Il questionario è stato somministrato esclusivamente ai giovani lavoratori o a disoccupati con almeno un'esperienza di lavoro. Una scelta che differenzia questa ricerca da altre realizzate su tematiche analoghe ma con campioni comprensivi anche degli studenti.

Il primo elemento significativo, posto in evidenza dalla Gioc nel documento che illustra e fornisce una prima interpretazione dei risultati dell'inchiesta, è che «nonostante tutto quello che si sente dire, il lavoro operaio, quello “fatto con le mani”, esiste ancora e non è per nulla residuale». Lo si dimostra il fatto che il 42% dei giovani incontrati si qualifica come operaio comune o specializzato e il 32% come impiegato tecnico o esecutivo.

Ad emergere con chiarezza è la condizione di precarietà che ha investito le ultime generazioni, a seguito dell'aumento della flessibilità: il 13.8% è disoccupato, mentre un terzo degli occupati ha un contratto “atipico” o vive un rapporto di lavoro autonomo.

Va sottolineato inoltre che avere un lavoro non offre oggi la possibilità di accedere automaticamente a una retribuzione dignitosa, dal momento che solo il 13.6% degli intervistati dichiara di guadagnare più di 2 milioni al mese.

Nonostante questo i giovani non smettono di guardare con fiducia al futuro: c'è addirittura un 79% che si dice convinto che fra 5 anni la propria situazione lavorativa sarà migliore.

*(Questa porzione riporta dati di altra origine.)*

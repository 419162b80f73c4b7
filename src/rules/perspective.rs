//! Egocentric views of the board.
//!
//! Agents and the search never see absolute owners. The referee projects
//! the canonical board into a view where the acting player's pieces are
//! `Mine` and the other player's are `Opponent`, so one implementation of
//! every heuristic serves both seats. The search advances a node to the
//! other side's turn by swapping the labels.

use serde::{Deserialize, Serialize};

use crate::core::{Board, BoardError, GameBoard, PieceSlot, PlayerId};

/// Occupant of a cell as seen by the side to move.
#[derive(Clone, Copy, Debug, PartialEq, Eq, Hash, Serialize, Deserialize)]
pub enum Occupant {
    Mine(PieceSlot),
    Opponent(PieceSlot),
}

impl Occupant {
    #[inline]
    #[must_use]
    pub const fn is_mine(self) -> bool {
        matches!(self, Occupant::Mine(_))
    }

    #[inline]
    #[must_use]
    pub const fn is_opponent(self) -> bool {
        matches!(self, Occupant::Opponent(_))
    }

    #[must_use]
    pub const fn slot(self) -> PieceSlot {
        match self {
            Occupant::Mine(slot) | Occupant::Opponent(slot) => slot,
        }
    }

    /// The same piece seen from the other side.
    #[must_use]
    pub const fn swapped(self) -> Self {
        match self {
            Occupant::Mine(slot) => Occupant::Opponent(slot),
            Occupant::Opponent(slot) => Occupant::Mine(slot),
        }
    }
}

/// A board labelled relative to the side to move.
pub type EgocentricView = Board<Occupant>;

/// Project the canonical board into `player`'s view.
#[must_use]
pub fn to_egocentric(board: &GameBoard, player: PlayerId) -> EgocentricView {
    board.map_pieces(|piece| {
        if piece.owner == player {
            Occupant::Mine(piece.slot)
        } else {
            Occupant::Opponent(piece.slot)
        }
    })
}

/// The same position seen by the other side.
#[must_use]
pub fn swap_perspective(view: &EgocentricView) -> EgocentricView {
    view.map_pieces(Occupant::swapped)
}

/// In-place `swap_perspective`, for the search's apply/undo.
pub(crate) fn swap_in_place(view: &mut EgocentricView) {
    view.map_pieces_in_place(Occupant::swapped);
}

impl Board<Occupant> {
    /// Parse a view. `A`/`B` are my pieces, `O` marks opponent pieces
    /// (slots assigned in reading order), blanks are `' '` or `'.'`.
    ///
    /// ```
    /// use rust_santorini::core::{Coord, PieceSlot};
    /// use rust_santorini::rules::{EgocentricView, Occupant};
    ///
    /// let view = EgocentricView::from_rows(
    ///     ["00000", "00000", "00000", "00000", "00000"],
    ///     ["  O  ", " A   ", " O   ", "     ", "   B "],
    /// ).unwrap();
    /// assert_eq!(view.occupant(Coord::new(3, 4)), Some(Occupant::Mine(PieceSlot::Second)));
    /// assert_eq!(view.occupant(Coord::new(1, 2)), Some(Occupant::Opponent(PieceSlot::Second)));
    /// ```
    pub fn from_rows(heights: [&str; 5], pieces: [&str; 5]) -> Result<Self, BoardError> {
        let mut opponents = 0;
        Self::parse_rows(heights, pieces, |row, ch| match ch {
            'A' => Ok(Occupant::Mine(PieceSlot::First)),
            'B' => Ok(Occupant::Mine(PieceSlot::Second)),
            'O' => {
                let slot = PieceSlot::from_index(opponents).ok_or_else(|| BoardError::Parse {
                    row,
                    reason: "more than two opponent pieces".to_string(),
                })?;
                opponents += 1;
                Ok(Occupant::Opponent(slot))
            }
            other => Err(BoardError::Parse {
                row,
                reason: format!("unknown piece {other:?}"),
            }),
        })
    }
}

#[cfg(test)]
mod tests {
    use super::*;
    use crate::core::{Coord, PieceId};

    fn sample_board() -> GameBoard {
        GameBoard::from_rows(
            ["01000", "00200", "00030", "00000", "40000"],
            ["a....", "..y..", ".....", ".z...", "....b"],
        )
        .unwrap()
    }

    #[test]
    fn test_to_egocentric_labels_owner() {
        let board = sample_board();

        let first = to_egocentric(&board, PlayerId::FIRST);
        assert_eq!(first.occupant(Coord::new(0, 0)), Some(Occupant::Mine(PieceSlot::First)));
        assert_eq!(first.occupant(Coord::new(4, 4)), Some(Occupant::Mine(PieceSlot::Second)));
        assert_eq!(first.occupant(Coord::new(2, 1)), Some(Occupant::Opponent(PieceSlot::First)));
        assert_eq!(first.heights(), board.heights());

        let second = to_egocentric(&board, PlayerId::SECOND);
        assert_eq!(second.occupant(Coord::new(1, 3)), Some(Occupant::Mine(PieceSlot::Second)));
        assert_eq!(second.occupant(Coord::new(0, 0)), Some(Occupant::Opponent(PieceSlot::First)));
    }

    #[test]
    fn test_swap_matches_other_seat() {
        let board = sample_board();
        let first = to_egocentric(&board, PlayerId::FIRST);
        let second = to_egocentric(&board, PlayerId::SECOND);

        assert_eq!(swap_perspective(&first), second);
        assert_eq!(swap_perspective(&swap_perspective(&first)), first);
    }

    #[test]
    fn test_swap_in_place() {
        let board = sample_board();
        let mut view = to_egocentric(&board, PlayerId::FIRST);
        swap_in_place(&mut view);
        assert_eq!(view, to_egocentric(&board, PlayerId::SECOND));
    }

    #[test]
    fn test_view_is_detached_from_board() {
        let mut board = sample_board();
        let view = to_egocentric(&board, PlayerId::FIRST);
        board
            .place(Coord::new(3, 3), PieceId::new(PlayerId::SECOND, PieceSlot::First))
            .unwrap();
        assert!(view.is_empty(Coord::new(3, 3)));
    }

    #[test]
    fn test_from_rows_limits_opponents() {
        let view = EgocentricView::from_rows(
            ["00000", "00000", "00000", "00000", "00000"],
            ["O O O", "     ", "     ", "     ", "     "],
        );
        assert!(matches!(view, Err(BoardError::Parse { row: 0, .. })));
    }
}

Un atteggiamento positivo nei confronti della vita, che non riesce però a fare i conti con la dura realtà del mercato del lavoro. Che spesso non offre ai giovani gli strumenti necessari per progredire. Un dato su tutti: il 67.9% degli intervistati non sta frequentando nessun corso di formazione. «In una stagione in cui si parla di formazione permanente e di rapidi cambiamenti cui saremo soggetti non solo rispetto al posto di lavoro, ma anche rispetto alle competenze - avverte la Gioc - si corre il rischio che questi giovani siano i primi esclusi dal mercato del lavoro in evoluzione». Ciò è tanto più vero se si pensa che il 38.3% dei ragazzi italiani, pur iscritto alla scuola superiore, non arriva regolarmente al diploma, il 39.7% non ha mai navigato in Internet, il 61.3% non è mai andato all'estero.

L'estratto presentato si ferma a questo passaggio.